Green Party conference: nuclear power, environmental governance, and a visit from Minister Attwood

Updatepost covering the content of the Green Party conference now published, including audio of the speeches and debates.

Environmental governance and nuclear power … these nearly seem like clichéd themes for the Green Party NI to discuss at their annual conference next weekend. While the two leaders’ speeches will no doubt cover other aspects of Green Party policy, including economic and social issues, the main thrust of the agenda is focussed on traditional ‘green’ topics.

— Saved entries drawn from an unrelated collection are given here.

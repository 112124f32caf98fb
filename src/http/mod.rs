//! HTTP protocol handling subsystem.
//!
//! # Data Flow
//! ```text
//! TCP connection
//!     → server.rs (Axum setup, trace + timeout layers)
//!     → request.rs (assign / read x-correlation-id)
//!     → middleware/event_log.rs ("Incoming request" record to the broker)
//!     → relay.rs (publish / pull / drain)
//!     → response.rs (broker errors → status codes)
//! ```

pub mod middleware;
pub mod relay;
pub mod request;
pub mod response;
pub mod server;

pub use request::{CorrelationId, X_CORRELATION_ID};
pub use response::{ApiError, EMPTY_QUEUE_NOTICE};
pub use server::HttpServer;
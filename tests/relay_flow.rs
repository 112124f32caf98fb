//! End-to-end relay tests over a loopback listener.

mod common;

use broker_relay::broker::{MessageBroker, Route};
use reqwest::StatusCode;
use serde_json::{json, Value};

use common::{client, start_relay};

#[tokio::test]
async fn test_publish_then_pull() {
    let relay = start_relay(|c| c.event_log.enabled = false).await;
    let client = client();

    let res = client
        .post(relay.url("/api/messages"))
        .json(&json!({ "message": "hello" }))
        .send()
        .await
        .unwrap();
    assert_eq!(res.status(), StatusCode::CREATED);
    let body: Value = res.json().await.unwrap();
    assert_eq!(body, json!({ "status": "Message sent" }));

    let body: Value = client
        .get(relay.url("/api/messages/next"))
        .send()
        .await
        .unwrap()
        .json()
        .await
        .unwrap();
    assert_eq!(body, json!({ "message": "hello" }));

    let body: Value = client
        .get(relay.url("/api/messages/next"))
        .send()
        .await
        .unwrap()
        .json()
        .await
        .unwrap();
    assert_eq!(body["message"], Value::Null);
    assert_eq!(body["notice"], "No messages available");

    relay.stop().await;
}

#[tokio::test]
async fn test_default_config_relays_only_messages() {
    let relay = start_relay(|_| {}).await;
    let client = client();

    let next = |client: &reqwest::Client| {
        let request = client.get(relay.url("/api/messages/next"));
        async move { request.send().await.unwrap().json::<Value>().await.unwrap() }
    };

    let body = next(&client).await;
    assert_eq!(body, json!({ "message": null, "notice": "No messages available" }));

    let res = client
        .post(relay.url("/api/messages"))
        .json(&json!({ "message": "hello" }))
        .send()
        .await
        .unwrap();
    assert_eq!(res.status(), StatusCode::CREATED);

    assert_eq!(next(&client).await, json!({ "message": "hello" }));
    assert_eq!(
        next(&client).await,
        json!({ "message": null, "notice": "No messages available" })
    );

    let body: Value = client
        .get(relay.url("/api/messages"))
        .send()
        .await
        .unwrap()
        .json()
        .await
        .unwrap();
    assert_eq!(body["count"], 0);
    assert_eq!(body["notice"], "No messages available");

    // Each request was still recorded, on the event queue.
    assert_eq!(relay.broker.events_len(), 5);

    relay.stop().await;
}

#[tokio::test]
async fn test_drain_preserves_order() {
    let relay = start_relay(|c| c.event_log.enabled = false).await;
    let client = client();

    for message in ["one", "two", "three"] {
        let res = client
            .post(relay.url("/api/messages"))
            .json(&json!({ "message": message }))
            .send()
            .await
            .unwrap();
        assert_eq!(res.status(), StatusCode::CREATED);
    }

    let body: Value = client
        .get(relay.url("/api/messages"))
        .send()
        .await
        .unwrap()
        .json()
        .await
        .unwrap();
    assert_eq!(body["messages"], json!(["one", "two", "three"]));
    assert_eq!(body["count"], 3);
    assert!(body.get("notice").is_none());

    let body: Value = client
        .get(relay.url("/api/messages"))
        .send()
        .await
        .unwrap()
        .json()
        .await
        .unwrap();
    assert_eq!(body["messages"], json!([]));
    assert_eq!(body["count"], 0);
    assert_eq!(body["notice"], "No messages available");

    relay.stop().await;
}

#[tokio::test]
async fn test_messages_published_elsewhere_are_pulled() {
    let relay = start_relay(|c| c.event_log.enabled = false).await;
    relay.broker.publish(Route::Messages, b"from another producer").await.unwrap();

    let body: Value = client()
        .get(relay.url("/api/messages/next"))
        .send()
        .await
        .unwrap()
        .json()
        .await
        .unwrap();
    assert_eq!(body["message"], "from another producer");

    relay.stop().await;
}

#[tokio::test]
async fn test_broker_outage_maps_to_503() {
    let relay = start_relay(|c| c.event_log.enabled = false).await;
    relay.broker.set_offline(true);
    let client = client();

    let res = client
        .post(relay.url("/api/messages"))
        .json(&json!({ "message": "lost" }))
        .send()
        .await
        .unwrap();
    assert_eq!(res.status(), StatusCode::SERVICE_UNAVAILABLE);
    let body: Value = res.json().await.unwrap();
    assert_eq!(body, json!({ "error": "Message broker unavailable" }));

    let res = client.get(relay.url("/health")).send().await.unwrap();
    assert_eq!(res.status(), StatusCode::SERVICE_UNAVAILABLE);

    relay.broker.set_offline(false);
    let res = client.get(relay.url("/health")).send().await.unwrap();
    assert_eq!(res.status(), StatusCode::OK);
    let body: Value = res.json().await.unwrap();
    assert_eq!(body["queue_depth"], 0);

    relay.stop().await;
}

#[tokio::test]
async fn test_correlation_id_round_trip() {
    let relay = start_relay(|c| c.event_log.enabled = false).await;
    let client = client();

    let res = client
        .get(relay.url("/"))
        .header("x-correlation-id", "abc-123")
        .send()
        .await
        .unwrap();
    assert_eq!(res.status(), StatusCode::OK);
    assert_eq!(res.headers()["x-correlation-id"], "abc-123");
    let text = res.text().await.unwrap();
    assert_eq!(
        text,
        "Hello, this is your recommendation service! Correlation ID: abc-123"
    );

    let res = client.get(relay.url("/")).send().await.unwrap();
    let generated = res.headers()["x-correlation-id"].to_str().unwrap().to_string();
    assert!(uuid::Uuid::parse_str(&generated).is_ok());

    relay.stop().await;
}
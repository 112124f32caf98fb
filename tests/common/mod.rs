//! Shared utilities for integration tests.

use std::net::SocketAddr;
use std::sync::Arc;
use std::time::Duration;

use broker_relay::broker::{InMemoryBroker, MessageBroker, Topology};
use broker_relay::config::{BrokerBackend, RelayConfig};
use broker_relay::events::LogRecord;
use broker_relay::{Service, Shutdown};
use tokio::net::TcpListener;
use tokio::task::JoinHandle;

/// A relay serving on a loopback port, backed by an in-memory broker.
pub struct TestRelay {
    pub addr: SocketAddr,
    pub broker: Arc<InMemoryBroker>,
    shutdown: Shutdown,
    handle: JoinHandle<Result<(), std::io::Error>>,
}

impl TestRelay {
    pub fn url(&self, path: &str) -> String {
        format!("http://{}{}", self.addr, path)
    }

    /// Trigger shutdown and wait for the service to finish.
    pub async fn stop(self) {
        self.shutdown.trigger();
        tokio::time::timeout(Duration::from_secs(5), self.handle)
            .await
            .expect("relay did not stop")
            .expect("relay task panicked")
            .expect("relay returned an error");
    }
}

/// Start a relay; `configure` may adjust the defaults before wiring.
pub async fn start_relay<F>(configure: F) -> TestRelay
where
    F: FnOnce(&mut RelayConfig),
{
    let mut config = RelayConfig::default();
    config.broker.backend = BrokerBackend::Memory;
    config.listener.bind_address = "127.0.0.1:0".to_string();
    configure(&mut config);

    let broker = Arc::new(InMemoryBroker::new(Topology::from(&config.broker)));
    let listener = TcpListener::bind(&config.listener.bind_address).await.unwrap();
    let addr = listener.local_addr().unwrap();

    let service = Service::with_broker(config, broker.clone());
    let shutdown = service.shutdown();
    let handle = tokio::spawn(service.run(listener));

    TestRelay {
        addr,
        broker,
        shutdown,
        handle,
    }
}

pub fn client() -> reqwest::Client {
    reqwest::Client::builder()
        .pool_max_idle_per_host(0)
        .no_proxy()
        .build()
        .unwrap()
}

/// Every relay message queued right now, oldest first.
#[allow(dead_code)]
pub async fn take_all(broker: &InMemoryBroker) -> Vec<String> {
    let mut out = Vec::new();
    while let Some(payload) = broker.fetch_one().await.unwrap() {
        out.push(String::from_utf8(payload).unwrap());
    }
    out
}

/// Every event-log record queued right now, oldest first.
#[allow(dead_code)]
pub fn take_events(broker: &InMemoryBroker) -> Vec<LogRecord> {
    std::iter::from_fn(|| broker.take_event())
        .map(|payload| serde_json::from_slice(&payload).unwrap())
        .collect()
}

/// Poll until the event queue holds at least `count` records.
#[allow(dead_code)]
pub async fn wait_for_events(broker: &InMemoryBroker, count: usize) {
    tokio::time::timeout(Duration::from_secs(2), async {
        while broker.events_len() < count {
            tokio::time::sleep(Duration::from_millis(10)).await;
        }
    })
    .await
    .expect("event queue never reached expected depth");
}
//! OS signal handling.
//!
//! SIGINT (Ctrl+C) and, on Unix, SIGTERM both mean graceful shutdown.

use crate::lifecycle::Shutdown;

/// Wait for a termination signal, then fire `shutdown`.
pub async fn forward_signals(shutdown: Shutdown) {
    terminate_signal().await;
    tracing::info!("Shutdown signal received");
    shutdown.trigger();
}

async fn terminate_signal() {
    let ctrl_c = async {
        if let Err(e) = tokio::signal::ctrl_c().await {
            tracing::error!(error = %e, "Failed to install Ctrl+C handler");
            std::future::pending::<()>().await;
        }
    };

    #[cfg(unix)]
    let terminate = async {
        match tokio::signal::unix::signal(tokio::signal::unix::SignalKind::terminate()) {
            Ok(mut signal) => {
                signal.recv().await;
            }
            Err(e) => {
                tracing::error!(error = %e, "Failed to install SIGTERM handler");
                std::future::pending::<()>().await;
            }
        }
    };

    #[cfg(not(unix))]
    let terminate = std::future::pending::<()>();

    tokio::select! {
        _ = ctrl_c => {},
        _ = terminate => {},
    }
}
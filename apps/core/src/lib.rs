pub mod config;
pub mod contract;
pub mod debounce;
pub mod executor;
pub mod input;
pub mod logging;
pub mod lookup;
pub mod model;
pub mod presentation;
pub mod runtime;
pub mod search;
pub mod selection;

SDLP Environment Minster (and leadership candidate) Alex Attwood will deliver a keynote speech to the Green Party delegates and visitors to share his vision for environment governance in Northern Ireland.

(It is as if the SDLP are deliberately reaching out beyond their traditional voter base! I’ve mentioned elsewhere that SDLP vice-chair Fearghal Mckinney turned in Armagh to chair a Q&A panel at the UUP conference.)

On Saturday, the Green party will get a chance to listen to and challenge Executive environmental policy directly from the politician in charge. Green Party leader Steven Agnew comments:

I think it is important that politicians are mature enough to recognise when others are doing good work – regardless of party affiliations. The Green Party in Northern Ireland is willing to work in co-operation with all other parties to ensure the best outcome for the people of Northern Ireland. While we are a party in opposition, I want to ensure that we are playing a constructive role.

Following his speech, the Alex Attwood will take questions from Green Party delegates “which indicates his willingness to listen to the views of people who passionately care about our environment”.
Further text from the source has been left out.